For a stable patient, the next diagnostic investigation is the isotope lung scan. The report, on good evidence, states that the ventilation phase rarely adds to the accuracy of the scan, which should be good news to clinicians without access to ventilation scanning. If the ventilation phase is to be used the report suggests that krypton-81m or a technetium-99m DTPA aerosol be used as they give clearer multiview images compared with the unidimensional view of the more commonly used xenon-133, perhaps resulting in fewer intermediate scan reports. Seventy per cent of lung scans are reported as being intermediate or representing a 16%-66% risk of pulmonary embolism depending on the clinical likelihood. The next recommended investigation is a Doppler ultrasound scan of the leg veins, and a consensus of opinion is developing to support this position. If the ultrasound scan is negative various management options are suggested, including pulmonary angiography. This is a difficult area for evidence based guidelines, and has recently been reviewed.4
For a patient presenting with collapse or hypotension, the first investigation recommended is echocardiography, which can show well defined abnormalities in patients with large central pulmonary embolism. Alternatively, it may show another cause for the clinical presentation. If it is inconclusive, pulmonary angiography or spiral computed tomography should be considered, although the report concedes that the precise investigations used in this situation will depend on local availability and expertise. Spiral computed tomography is highly sensitive for proximal emboli down to the segmental arteries, and smaller emboli are unlikely to present as collapse. As the technology becomes more widely available, spiral computed tomography will probably be the preferred test in this situation, but, as the report makes clear, in the absence of anything else a perfusion scan alone can be very helpful. Thrombolysis is the proposed treatment of choice for large central emboli presenting as collapse or hypotension. The simplest regimen recommended, though untested in this clinical situation, is an infusion of alteplase 100 mg over 2 hours.

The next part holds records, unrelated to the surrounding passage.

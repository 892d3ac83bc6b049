//! Substring-based resolution of ambiguous raw test identifiers
//!
//! An externally maintained two-level JSON table maps identifier fragments to
//! canonical file paths: `{group: {needle: resolved_path}}`. Resolution is
//! containment-based, not exact: a raw identifier matches the first group
//! whose key it contains, then the first needle within that group.

use std::collections::BTreeMap;
use std::path::Path;

use crate::error::{Error, Result};

/// The path-mapping lookup table.
#[derive(Debug, Clone)]
pub struct PathMapping {
    groups: Vec<(String, Vec<(String, String)>)>,
}

impl PathMapping {
    /// Load the mapping table. A missing file is fatal for runs that need it.
    pub fn load(path: &Path) -> Result<Self> {
        if !path.exists() {
            return Err(Error::MissingMapping(path.to_path_buf()));
        }
        let text = std::fs::read_to_string(path)?;
        let table: BTreeMap<String, BTreeMap<String, String>> = serde_json::from_str(&text)?;
        Ok(Self::from_table(table))
    }

    pub fn from_table(table: BTreeMap<String, BTreeMap<String, String>>) -> Self {
        let groups = table
            .into_iter()
            .map(|(g, m)| (g, m.into_iter().collect()))
            .collect();
        PathMapping { groups }
    }

    /// Resolve a raw identifier to a canonical file path, if any mapping
    /// fragment is contained in it.
    pub fn resolve(&self, raw: &str) -> Option<&str> {
        for (group, entries) in &self.groups {
            if !raw.contains(group.as_str()) {
                continue;
            }
            for (needle, resolved) in entries {
                if raw.contains(needle.as_str()) {
                    return Some(resolved);
                }
            }
            // Matched a group but no needle: the identifier is unmapped.
            return None;
        }
        None
    }
}

#[cfg(test)]
mod tests {
    use super::*;

    fn mapping() -> PathMapping {
        let mut ltp = BTreeMap::new();
        ltp.insert(
            "open01".to_string(),
            "test_cases/ltp/syscalls/open01.c".to_string(),
        );
        let mut table = BTreeMap::new();
        table.insert("ltp".to_string(), ltp);
        PathMapping::from_table(table)
    }

    #[test]
    fn test_resolve_by_substring() {
        let m = mapping();
        assert_eq!(
            m.resolve("ltp-syscalls/open01_64"),
            Some("test_cases/ltp/syscalls/open01.c")
        );
    }

    #[test]
    fn test_resolve_group_without_needle() {
        let m = mapping();
        assert_eq!(m.resolve("ltp-syscalls/close08"), None);
    }

    #[test]
    fn test_resolve_no_group() {
        let m = mapping();
        assert_eq!(m.resolve("kselftest/net/tls"), None);
    }

    #[test]
    fn test_load_missing_is_fatal() {
        let err = PathMapping::load(Path::new("/nonexistent/mapping.json")).unwrap_err();
        assert!(matches!(err, Error::MissingMapping(_)));
    }
}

Perhaps one of the most important recommendations made in the report is that hospitals should develop their own strategies for the diagnosis and management of pulmonary embolism particularly in unstable patients, when time is at a premium. This will require discussion and cooperation between clinicians and radiologists. The report makes a plea for more widespread access to pulmonary arteriography, but this is unlikely to occur as there is a real prospect that Doppler ultrasound and spiral computed tomography, alone or in combination, will make angiography unnecessary in most cases.5 The report introduces the idea that pulmonary embolism in low risk patients may be a relatively benign condition that does not require extensive investigation. Studies of cost effective non-invasive strategies for diagnosis will have to take this into account. Appropriate endpoints for studies would be the outcome for patients if treatment is withheld on the basis of negative tests rather than relating these tests to the results of angiography.
This excellent document should be read by all clinicians in emergency medicine together with their radiological colleagues, and the section for junior doctors’ handbooks would be an ideal topic for your next clinical meeting. Hopefully, this report will improve patient care, as well as stimulate further research.